“Christmas is coming.” Depending on how you view Christmas, those words can seem ominous, like a dark cloud, or full of ecstasy. I happen to LOVE Christmas with a giddy passion. The time leading up to Christmas is my favorite time of year. I love Christmas lights, baking cookies, watching Christmas movies, Christmas music, hot cocoa, and Jesus and Santa Claus both.
What I don’t love about Christmas is the hyper-consumerism and the pressure to spend, spend, spend. I hate the message we get from TV ads that tells us that a happy Christmas is dependant on how many gifts you have under your tree. I consciously live my life outside of that paradigm. As Mommy and CEO of my household, I am responsible for the gift-giving, which gives me the power to make a statement about non-consumerism with my Christmas giving.
In the past I’ve gone back and forth about how best to have a non-consumer Christmas. The first year my conscience was really getting to me and I happened to be low on cash. I told friends and family not to buy for me because I wouldn’t be buying for them. It wasn’t a very satisfying Christmas because I learned that I do enjoy giving, as long as I’m able to give something that lines up with my value system. More on that in a sec.
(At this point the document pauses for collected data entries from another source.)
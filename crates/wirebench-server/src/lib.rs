//! Serving side of wirebench: a per-worker echo API and the process pool that keeps
//! `N` workers alive.
mod error;
pub use error::{ApiError, PoolError, ServerError};

mod config;
pub use config::{ServerConfig, default_parallelism};

mod http;
pub use http::{EchoApi, MAX_BODY_BYTES};

mod listener;
pub use listener::bind_listener;

mod serve;
pub use serve::{run_worker, serve, shutdown_signal};

mod util;

pub mod pool;
pub use pool::{PoolConfig, WORKER_SLOT_ENV, WorkerCommand, WorkerPool, WorkerRegistry};

pub use axum;
pub use taskvisor;
mod content_kind;
pub use content_kind::ContentKind;

mod latency;
pub use latency::Latency;

mod sample;
pub use sample::SampleResult;

mod size_class;
pub use size_class::{DEFAULT_SIZE_CLASSES, PayloadSizeClass};

mod summary;
pub use summary::RunSummary;

mod worker;
pub use worker::{WorkerRecord, WorkerState};
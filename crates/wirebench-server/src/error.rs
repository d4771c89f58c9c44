use std::{io, time::Duration};

use axum::{
    Json,
    extract::rejection::BytesRejection,
    http::StatusCode,
    response::{IntoResponse, Response},
};
use thiserror::Error;
use tracing::{debug, error};
use wirebench_model::{ContentKind, ErrorBody};

/// Worker process failures.
#[derive(Debug, Error)]
pub enum ServerError {
    #[error("invalid config: {0}")]
    InvalidConfig(String),

    #[error("failed to bind {addr}: {source}")]
    Bind {
        addr: String,
        #[source]
        source: io::Error,
    },

    #[error("server error: {0}")]
    Serve(#[from] io::Error),

    #[error("in-flight requests did not finish within {0:?}")]
    ShutdownTimeout(Duration),
}

/// Supervisor failures.
#[derive(Debug, Error)]
pub enum PoolError {
    #[error("invalid pool config: {0}")]
    InvalidConfig(String),

    #[error("cannot resolve worker executable: {0}")]
    Executable(#[source] io::Error),

    #[error("failed to spawn worker {slot}: {source}")]
    Spawn {
        slot: usize,
        #[source]
        source: io::Error,
    },

    #[error("failed to wait for worker {slot}: {source}")]
    Wait {
        slot: usize,
        #[source]
        source: io::Error,
    },

    #[error("supervisor error: {0}")]
    Supervisor(String),
}

/// Request-level failure, answered with `{error, pid}`.
#[derive(Debug, Error)]
pub enum ApiError {
    #[error("unsupported content type '{content_type}' for {kind}")]
    UnsupportedMediaType {
        kind: ContentKind,
        content_type: String,
        pid: u32,
    },

    #[error("{rejection}")]
    Body { rejection: BytesRejection, pid: u32 },

    #[error("no route for {path}")]
    NotFound { path: String, pid: u32 },
}

impl ApiError {
    pub fn status(&self) -> StatusCode {
        match self {
            ApiError::UnsupportedMediaType { .. } => StatusCode::UNSUPPORTED_MEDIA_TYPE,
            ApiError::Body { rejection, .. } => rejection.status(),
            ApiError::NotFound { .. } => StatusCode::NOT_FOUND,
        }
    }

    pub fn pid(&self) -> u32 {
        match self {
            ApiError::UnsupportedMediaType { pid, .. }
            | ApiError::Body { pid, .. }
            | ApiError::NotFound { pid, .. } => *pid,
        }
    }
}

impl IntoResponse for ApiError {
    fn into_response(self) -> Response {
        let status = self.status();
        if status.is_server_error() {
            error!(pid = self.pid(), %status, error = %self, "request failed");
        } else {
            debug!(pid = self.pid(), %status, error = %self, "request rejected");
        }
        (status, Json(ErrorBody::new(self.to_string(), self.pid()))).into_response()
    }
}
For my second non-consumer Christmas, I picked a charity that I knew the recipient believed in and donated in their honor. For my in-laws I donated to the Golden Retriever Rescue in their city. This is the organization from which they adopted their dog. They both said it was a very cool, meaningful gift. I ended up spending more money that Christmas than if I had bought regular gifts because I found so many worthy charities. I had a blast researching different non-profits and finding ones to suit my various family members. I would definitely do this again, as I had a positive response from my family.
Last Christmas, I bought gifts but bought mostly from fair trade organizations or charities. It was easy for the women. They got jewelery made by women in India or Nepal. The men were a little harder. I did buy traditional gifts for some of them. This is what I will be doing again this year. There are hundreds of amazing hand-made gifts that support artisans all over the world and allow them to support themselves and their children.
This is a lovely post from another WordPress blogger about the joy of gift-giving. I would love to hear what others are doing to circumvent the consumerism of Christmas.
In the meantime, here are some links to fair-trade gifts.
Ten Thousand Villages– hundreds of handmade gifts from artisans all over the world.
Fair Trade Marketplace– more gifts from all over the world.
Night Light International – jewelery made by Thai women who were victims of sex trafficking, a personal favorite of mine.